From "A Brief History of Punctuation/Where Do the Marks of Punctuation Come From and Who Made Up the Rules?"

9 comments:

mccullough said...

One of Shakespeare's early detractors. Figures he was a punctuation freak.

Strelnikov said...

You mean like Arthur "Two Sheds" Jackson?

http://www.youtube.com/watch?v=HLjS3gzHetA

YoungHegelian said...

Ben:Jonson, who included the .... 'two pricks') in his signature.

"Benji", as he was called, was reportedly very popular with the ladies.

DKWalser said...

One of my favorite classes in college was "Modern American Usage" (what most of us think of as grammar). Many of the difficulties we have with spelling and "grammar" rules can be attributed to to men, Samuel Johnson and Robert Lowth. Dr. Johnson, at the request of publishers, wrote the first English dictionary in an attempt to fix the spelling and meaning of words. Bishop Lowth wrote a very influential book on English grammar in an attempt to proscribe how the language should be written and spoken. The grammar was based on Latin, under the belief that English was a corrupted form of that more pure language. It is from Lowth that we get many of the hard to follow rules, such as never ending a sentence with a preposition, and from Johnson that we have so many oddly spelled words. Mostly useless information that I found (and find) totally fascinating.

John henry said...

Two pricks, huh?

Sounds like a double dildo.

John Henry

Richard Lawrence Cohen said...

http://www.shakespeare-online.com/biography/benjonson.html --
"He [Ben Jonson] was extremely combative. It was almost a necessity for him to quarrel with some person or with some opinion. He killed two men in duels, and he would probably have been hanged, if he had not pleaded benefit of clergy. For the greater part of his life, he was often occupied with pen and ink quarrels."

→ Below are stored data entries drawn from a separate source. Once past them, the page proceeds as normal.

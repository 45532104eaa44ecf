use std::collections::BTreeMap;

/// Flat key/value record produced by the decoders.
///
/// This is the unit of data flowing through the whole pipeline:
/// - Decoders produce it from raw upstream text
/// - Workers publish it (alone or in a sequence) to their round slot
/// - Presenters render it
///
/// DESIGN NOTES:
/// - Keys are unique; inserting an existing key replaces its value.
/// - Insertion order is kept so rendered columns follow upstream order.
/// - Values are raw text. No numeric typing happens here.
///
/// Equality ignores key order: two records are equal when they hold the
/// same keys mapped to the same values.
#[derive(Debug, Clone, Default)]
pub struct FlatRecord {
    fields: Vec<(String, String)>,
}

/// Time-ordered batch of records from a single fetch (e.g. OHLC bars).
pub type RecordSequence = Vec<FlatRecord>;

/// Source-specific request parameters for series fetches.
///
/// Ordered so that query strings built from it are deterministic.
pub type SeriesParams = BTreeMap<String, String>;

impl FlatRecord {
    pub fn new() -> Self {
        Self::default()
    }

    /// Inserts or replaces a field, returning the previous value if any.
    pub fn insert(&mut self, key: impl Into<String>, value: impl Into<String>) -> Option<String> {
        let key = key.into();
        let value = value.into();

        match self.fields.iter_mut().find(|(k, _)| *k == key) {
            Some((_, existing)) => Some(std::mem::replace(existing, value)),
            None => {
                self.fields.push((key, value));
                None
            }
        }
    }

    pub fn get(&self, key: &str) -> Option<&str> {
        self.fields
            .iter()
            .find(|(k, _)| k == key)
            .map(|(_, v)| v.as_str())
    }

    pub fn contains_key(&self, key: &str) -> bool {
        self.get(key).is_some()
    }

    pub fn len(&self) -> usize {
        self.fields.len()
    }

    pub fn is_empty(&self) -> bool {
        self.fields.is_empty()
    }

    pub fn clear(&mut self) {
        self.fields.clear();
    }

    /// Iterates over `(key, value)` pairs in insertion order.
    pub fn iter(&self) -> impl Iterator<Item = (&str, &str)> {
        self.fields.iter().map(|(k, v)| (k.as_str(), v.as_str()))
    }

    pub fn keys(&self) -> impl Iterator<Item = &str> {
        self.fields.iter().map(|(k, _)| k.as_str())
    }

    /// Returns a copy restricted to the allow-listed fields.
    ///
    /// An empty allow-list means "everything". Field order follows the
    /// record, not the allow-list.
    pub fn select(&self, allow: &[String]) -> FlatRecord {
        if allow.is_empty() {
            return self.clone();
        }

        self.fields
            .iter()
            .filter(|(k, _)| allow.iter().any(|a| a == k))
            .cloned()
            .collect()
    }
}

impl PartialEq for FlatRecord {
    fn eq(&self, other: &Self) -> bool {
        self.len() == other.len()
            && self.iter().all(|(k, v)| other.get(k) == Some(v))
    }
}

impl Eq for FlatRecord {}

impl<K: Into<String>, V: Into<String>> FromIterator<(K, V)> for FlatRecord {
    fn from_iter<I: IntoIterator<Item = (K, V)>>(iter: I) -> Self {
        let mut record = FlatRecord::new();
        for (k, v) in iter {
            record.insert(k, v);
        }
        record
    }
}

/// Applies an allow-list to every record of a sequence.
pub fn select_all(records: &[FlatRecord], allow: &[String]) -> RecordSequence {
    records.iter().map(|r| r.select(allow)).collect()
}

#[cfg(test)]
mod tests {
    use super::*;

    #[test]
    fn insert_replaces_existing_key() {
        let mut record = FlatRecord::new();
        assert_eq!(record.insert("last", "1"), None);
        assert_eq!(record.insert("last", "2"), Some("1".to_string()));
        assert_eq!(record.len(), 1);
        assert_eq!(record.get("last"), Some("2"));
    }

    #[test]
    fn equality_ignores_key_order() {
        let a: FlatRecord = [("a", "1"), ("b", "2")].into_iter().collect();
        let b: FlatRecord = [("b", "2"), ("a", "1")].into_iter().collect();
        let c: FlatRecord = [("a", "1"), ("b", "3")].into_iter().collect();

        assert_eq!(a, b);
        assert_ne!(a, c);
    }

    #[test]
    fn select_keeps_record_order_and_empty_allow_list_keeps_all() {
        let record: FlatRecord = [("timestamp", "10"), ("open", "1"), ("close", "2")]
            .into_iter()
            .collect();

        let picked = record.select(&["close".to_string(), "timestamp".to_string()]);
        let keys: Vec<&str> = picked.keys().collect();
        assert_eq!(keys, vec!["timestamp", "close"]);

        assert_eq!(record.select(&[]), record);
    }
}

http://www.history.com/this-day-in-history/playwright-ben-jonson-is-indicted-for-manslaughter --
"Jonson's father, a clergyman, died before Jonson was born, and he was raised by his mother and stepfather, a master bricklayer at Westminster. Jonson attended Westminster school, where he was educated by great classical scholars. He tried his hand at bricklaying, then joined the army and traveled to Flanders, where he killed a man in single combat.

....

"Jonson was also jailed twice for his writing and viewed with some suspicion for his conversion to Catholicism."

3john2 said...

Arthur ("Two Sheds") Jackson wished to remain off the record.

Sam L. said...

Strelnikov beat me to it. I pine for the fjords.

Tibore said...

So, iconoclast or traditionalist? The funny thing is that you can answer "Both".